Chesapeake Mayor Richard “Rick” West did not return several requests for comment.
However, deputy planning director Rebecca Benz said in an interview that her department recommended approval because it dovetailed with existing policy regulations and ordinances and was also compatible with the city’s comprehensive plan, Chesapeake 2045.
“They were strict but fair,” Howe said, noting that while the city requires a minimum property setback of 300 feet, Mill Stone would be 1,431 feet from the nearest home.
East Point, founded eight years ago and purchased in 2022 by international energy company Equinor, is no battery-storage rookie. It has two projects–one 9.9-MW and the other 100-MW – already operating in Texas.
In Northern Virginia, three East Point projects from 20 MW to 40 MW are under construction in Loudoun and Prince William counties.
Examining the inside of an East Point Energy BESS at Sunset Ridge in Pearsall, Texas. Photo courtesy East Point Energy
If approved, Mill Stone would be Chesapeake’s second battery storage project, with construction set to begin in June 2029. The first, a 100-MW facility on eight acres near Dominion’s Yadkin Road power substation, is still under review.
Jeff Staples, a Chesapeake environmental advocate, spoke in favor of Mill Stone on June 10, joining 40 other supporters testifying in person or via written comments.
Twenty-two of the 35 people publicly urging the commission to vote “no” showed up at the meeting.
Unfortunately, Staples said, a “not-in-my-backyard” attitude has escalated as alarm about the unknown overlaps with rumors.
“Mill Stone is a good use for that land,” Staples said, adding that it’s expected to generate about $25 million in tax revenue over its 20-to-25-year lifespan. “It’s not going to be an eyesore.”
East Point plans to install a fence and sound barrier around the batteries and preserve a corridor along the western edge of a Dominion powerline easement for a future trail.
Stipulations also require the 80 or so acres without batteries to remain undeveloped. Further, data centers are prohibited on the property.
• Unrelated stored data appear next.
//! Session logger: routes `tracing` output to a single file in the OS data
//! directory.
//!
//! The file is **truncated (overwritten) at each launch**, so it only ever
//! contains output from the most-recent session.
//!
//! Log location:
//!   Windows:  `%APPDATA%\LayerFE\layerfe.log`
//!   Linux:    `~/.local/share/LayerFE/layerfe.log`
//!   macOS:    `~/Library/Application Support/LayerFE/layerfe.log`
//!
//! Library code only uses the `tracing` macros; the binary calls [`init`]
//! once. `RUST_LOG` overrides the default `info` filter.

use std::fs::{self, File, OpenOptions};
use std::path::PathBuf;
use std::sync::{Mutex, OnceLock};

use tracing_subscriber::{EnvFilter, fmt, layer::SubscriberExt, util::SubscriberInitExt};

static LOG_PATH: OnceLock<PathBuf> = OnceLock::new();

/// Returns the path to the current session log file.
pub fn log_path() -> Option<&'static PathBuf> {
    LOG_PATH.get()
}

fn env_filter() -> EnvFilter {
    EnvFilter::try_from_default_env().unwrap_or_else(|_| EnvFilter::new("info"))
}

/// Initialise the session logger. Call once, before any logging.
///
/// * Creates (or truncates) the log file; if that fails, logs go to stderr.
/// * Installs a panic hook that writes the panic message to the log before
///   running the previous handler.
pub fn init() {
    let path = log_file_path();
    if let Some(parent) = path.parent() {
        let _ = fs::create_dir_all(parent);
    }

    match open_truncated(&path) {
        Ok(file) => {
            let _ = LOG_PATH.set(path.clone());
            let layer = fmt::layer().with_ansi(false).with_writer(Mutex::new(file));
            let _ = tracing_subscriber::registry().with(env_filter()).with(layer).try_init();
            tracing::info!("=== LayerFE session started ===");
            tracing::info!("Log file: {}", path.display());
        }
        Err(e) => {
            // Not fatal: fall back to stderr
            let layer = fmt::layer().with_writer(std::io::stderr);
            let _ = tracing_subscriber::registry().with(env_filter()).with(layer).try_init();
            tracing::warn!("Failed to open log file {}: {e}", path.display());
        }
    }

    let prev = std::panic::take_hook();
    std::panic::set_hook(Box::new(move |info| {
        tracing::error!("PANIC: {info}");
        prev(info);
    }));
}

fn open_truncated(path: &PathBuf) -> std::io::Result<File> {
    OpenOptions::new().create(true).write(true).truncate(true).open(path)
}

fn log_file_path() -> PathBuf {
    data_dir().join("LayerFE").join("layerfe.log")
}

/// Platform data directory (without the app sub-folder).
fn data_dir() -> PathBuf {
    #[cfg(target_os = "windows")]
    {
        if let Ok(appdata) = std::env::var("APPDATA") {
            return PathBuf::from(appdata);
        }
    }
    #[cfg(target_os = "macos")]
    {
        if let Ok(home) = std::env::var("HOME") {
            return PathBuf::from(home).join("Library").join("Application Support");
        }
    }
    // Linux / fallback
    if let Ok(xdg) = std::env::var("XDG_DATA_HOME") {
        return PathBuf::from(xdg);
    }
    if let Ok(home) = std::env::var("HOME") {
        return PathBuf::from(home).join(".local").join("share");
    }
    PathBuf::from(".")
}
Virginia positioned to be a regional storage leader
Vaughan, of MAREC Action, said the new battery law puts Virginia on track to be the battery-storage leader among the 13 states served by PJM Interconnection, the nation’s largest regional transmission organization. Right now, that entire territory serving 67 million customers between Illinois and the East Coast has a paltry 400-plus MW of energy-storage capacity.
For perspective, California and Texas, both outliers on the energy storage front, have installed about 17,000 MW apiece.
PJM’s demand for electricity is expanding at a rapid pace. One monumental load driver is Northern Virginia’s “Data Center Alley,” the world’s largest concentration of power-hungry server farms.
Zunk and his fellow nonprofit staffers have spent much of the last four years presenting “technology 101” classes to help Virginians reach informed decisions about energy projects. Government officials and residents often don’t grasp the potential benefits of solar arrays and storage because nobody explained them clearly, he said.
“Fear of something new is human nature,” Zunk said. “We’ve gone through the same cycle with cell phone towers and grain silos.”
For instance, he added, model ordinances will encompass safety standards and directly address community worries about fire.
“People have lithium-ion batteries in their pockets all the time,” he said. “Batteries for storage are just at scale.”
Staples simply wants Chesapeake to be at the battery storage forefront.
After all, Mill Stone could power 120,000 homes for four hours during a power outage.
“If Mill Stone doesn’t get approved here, it will be approved in a community farther down the electrical lines,” he said. “That means their lights are going to stay on and ours won’t.”